▶ [Your objective] Show, in full, each line of the data that contains "StagePolicy".

====== Material for this task

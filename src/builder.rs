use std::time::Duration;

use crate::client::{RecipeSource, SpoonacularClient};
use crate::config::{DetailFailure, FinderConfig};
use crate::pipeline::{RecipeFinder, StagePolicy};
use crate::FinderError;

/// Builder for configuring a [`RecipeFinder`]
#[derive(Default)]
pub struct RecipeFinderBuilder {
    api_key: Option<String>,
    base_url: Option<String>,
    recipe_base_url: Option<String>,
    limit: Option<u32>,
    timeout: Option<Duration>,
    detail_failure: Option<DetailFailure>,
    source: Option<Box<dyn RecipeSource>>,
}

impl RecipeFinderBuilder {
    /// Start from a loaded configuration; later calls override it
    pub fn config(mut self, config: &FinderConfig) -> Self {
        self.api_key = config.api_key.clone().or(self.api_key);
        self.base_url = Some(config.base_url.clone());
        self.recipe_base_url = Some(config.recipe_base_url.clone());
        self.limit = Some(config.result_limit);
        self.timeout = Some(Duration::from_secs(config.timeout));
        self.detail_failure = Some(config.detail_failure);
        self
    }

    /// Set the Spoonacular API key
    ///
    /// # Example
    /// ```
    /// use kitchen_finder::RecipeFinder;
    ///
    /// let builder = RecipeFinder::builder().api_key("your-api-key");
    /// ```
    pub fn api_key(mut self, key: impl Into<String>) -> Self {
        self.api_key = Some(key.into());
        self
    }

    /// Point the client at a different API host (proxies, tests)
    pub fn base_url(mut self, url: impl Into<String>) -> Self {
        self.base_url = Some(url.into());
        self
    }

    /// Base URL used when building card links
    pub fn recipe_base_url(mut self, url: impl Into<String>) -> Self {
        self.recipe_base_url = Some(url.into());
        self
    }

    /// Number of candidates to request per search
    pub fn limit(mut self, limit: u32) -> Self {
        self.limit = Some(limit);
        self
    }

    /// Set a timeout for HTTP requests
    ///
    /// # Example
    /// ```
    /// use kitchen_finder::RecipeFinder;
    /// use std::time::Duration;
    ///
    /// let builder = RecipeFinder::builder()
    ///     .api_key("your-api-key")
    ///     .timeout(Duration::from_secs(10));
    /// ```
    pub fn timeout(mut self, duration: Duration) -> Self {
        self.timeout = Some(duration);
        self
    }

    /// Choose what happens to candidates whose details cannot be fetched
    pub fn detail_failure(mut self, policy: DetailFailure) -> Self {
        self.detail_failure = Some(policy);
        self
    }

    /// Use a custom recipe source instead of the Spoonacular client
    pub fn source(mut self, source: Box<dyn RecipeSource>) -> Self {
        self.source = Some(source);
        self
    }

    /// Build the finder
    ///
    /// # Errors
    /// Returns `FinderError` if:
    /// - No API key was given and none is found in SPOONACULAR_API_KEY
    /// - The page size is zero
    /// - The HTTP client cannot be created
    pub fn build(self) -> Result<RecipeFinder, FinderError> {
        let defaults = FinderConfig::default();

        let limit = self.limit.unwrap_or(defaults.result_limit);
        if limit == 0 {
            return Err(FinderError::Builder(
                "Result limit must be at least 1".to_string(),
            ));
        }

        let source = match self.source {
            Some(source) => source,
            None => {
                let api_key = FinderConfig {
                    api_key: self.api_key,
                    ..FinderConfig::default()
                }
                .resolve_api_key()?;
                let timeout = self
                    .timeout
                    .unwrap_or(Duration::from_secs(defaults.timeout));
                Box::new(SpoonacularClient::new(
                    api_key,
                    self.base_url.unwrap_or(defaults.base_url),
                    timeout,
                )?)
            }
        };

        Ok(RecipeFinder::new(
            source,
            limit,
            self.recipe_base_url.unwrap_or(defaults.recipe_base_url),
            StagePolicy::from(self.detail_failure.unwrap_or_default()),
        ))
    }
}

============
====== Material for this task

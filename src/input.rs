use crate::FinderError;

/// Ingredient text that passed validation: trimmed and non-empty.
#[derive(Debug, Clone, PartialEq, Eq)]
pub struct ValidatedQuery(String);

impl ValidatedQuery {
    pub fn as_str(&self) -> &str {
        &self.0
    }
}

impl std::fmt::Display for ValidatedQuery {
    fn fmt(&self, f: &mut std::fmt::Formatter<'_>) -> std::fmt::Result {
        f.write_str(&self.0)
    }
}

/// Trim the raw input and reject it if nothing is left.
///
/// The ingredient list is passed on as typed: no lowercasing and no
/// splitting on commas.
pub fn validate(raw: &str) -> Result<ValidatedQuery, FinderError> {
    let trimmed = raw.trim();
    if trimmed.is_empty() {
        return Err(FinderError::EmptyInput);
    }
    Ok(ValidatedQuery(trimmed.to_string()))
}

============
====== Material for this task

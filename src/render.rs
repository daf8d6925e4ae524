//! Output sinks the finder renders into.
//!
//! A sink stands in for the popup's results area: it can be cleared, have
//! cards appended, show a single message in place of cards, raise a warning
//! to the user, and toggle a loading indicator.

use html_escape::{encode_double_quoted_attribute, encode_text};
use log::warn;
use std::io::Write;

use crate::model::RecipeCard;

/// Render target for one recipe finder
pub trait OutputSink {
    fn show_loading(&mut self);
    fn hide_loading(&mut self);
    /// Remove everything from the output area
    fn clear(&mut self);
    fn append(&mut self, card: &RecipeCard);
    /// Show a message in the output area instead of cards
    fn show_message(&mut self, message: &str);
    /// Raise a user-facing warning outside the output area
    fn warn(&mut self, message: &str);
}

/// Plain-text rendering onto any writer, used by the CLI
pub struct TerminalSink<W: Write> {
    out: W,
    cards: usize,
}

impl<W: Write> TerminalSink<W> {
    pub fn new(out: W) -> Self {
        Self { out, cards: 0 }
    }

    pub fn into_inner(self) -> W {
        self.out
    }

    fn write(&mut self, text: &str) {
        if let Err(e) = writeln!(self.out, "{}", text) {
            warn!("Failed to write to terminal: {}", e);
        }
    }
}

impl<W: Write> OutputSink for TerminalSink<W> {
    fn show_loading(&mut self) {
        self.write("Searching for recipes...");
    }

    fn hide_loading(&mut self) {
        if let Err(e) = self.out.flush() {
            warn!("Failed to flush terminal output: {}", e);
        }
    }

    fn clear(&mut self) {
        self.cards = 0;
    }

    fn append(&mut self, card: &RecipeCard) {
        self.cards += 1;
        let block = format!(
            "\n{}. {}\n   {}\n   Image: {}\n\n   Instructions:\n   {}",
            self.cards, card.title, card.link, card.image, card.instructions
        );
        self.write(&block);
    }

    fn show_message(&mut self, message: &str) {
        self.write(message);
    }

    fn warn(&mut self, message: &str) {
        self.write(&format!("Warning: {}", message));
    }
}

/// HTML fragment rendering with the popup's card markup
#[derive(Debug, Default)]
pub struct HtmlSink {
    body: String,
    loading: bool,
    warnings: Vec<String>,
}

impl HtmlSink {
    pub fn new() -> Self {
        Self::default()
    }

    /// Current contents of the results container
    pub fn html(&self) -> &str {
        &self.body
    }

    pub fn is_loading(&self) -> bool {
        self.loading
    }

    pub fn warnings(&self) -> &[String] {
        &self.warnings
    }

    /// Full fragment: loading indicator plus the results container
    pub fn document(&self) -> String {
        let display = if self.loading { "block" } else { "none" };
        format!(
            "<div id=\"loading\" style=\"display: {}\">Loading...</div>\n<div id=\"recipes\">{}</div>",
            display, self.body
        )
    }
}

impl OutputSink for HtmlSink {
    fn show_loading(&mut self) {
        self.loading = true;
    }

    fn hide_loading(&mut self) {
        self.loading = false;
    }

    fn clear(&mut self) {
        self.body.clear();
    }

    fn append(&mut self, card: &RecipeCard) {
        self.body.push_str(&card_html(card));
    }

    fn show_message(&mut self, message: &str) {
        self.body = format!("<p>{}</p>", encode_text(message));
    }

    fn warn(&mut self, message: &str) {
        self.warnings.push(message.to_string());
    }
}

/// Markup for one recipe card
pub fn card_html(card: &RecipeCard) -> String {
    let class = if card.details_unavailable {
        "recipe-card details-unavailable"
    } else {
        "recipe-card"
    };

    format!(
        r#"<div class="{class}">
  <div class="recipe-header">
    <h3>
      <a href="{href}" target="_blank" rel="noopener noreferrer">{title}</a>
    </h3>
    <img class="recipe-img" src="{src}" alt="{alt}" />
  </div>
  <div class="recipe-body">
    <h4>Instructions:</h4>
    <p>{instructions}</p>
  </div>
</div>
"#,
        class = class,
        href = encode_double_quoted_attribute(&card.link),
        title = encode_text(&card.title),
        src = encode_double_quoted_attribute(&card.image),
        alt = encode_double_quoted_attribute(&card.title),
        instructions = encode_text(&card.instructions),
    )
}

============

▶ [Solution for this problem]
use crate::pipeline::{RecipeFinder, StagePolicy};
            StagePolicy::from(self.detail_failure.unwrap_or_default()),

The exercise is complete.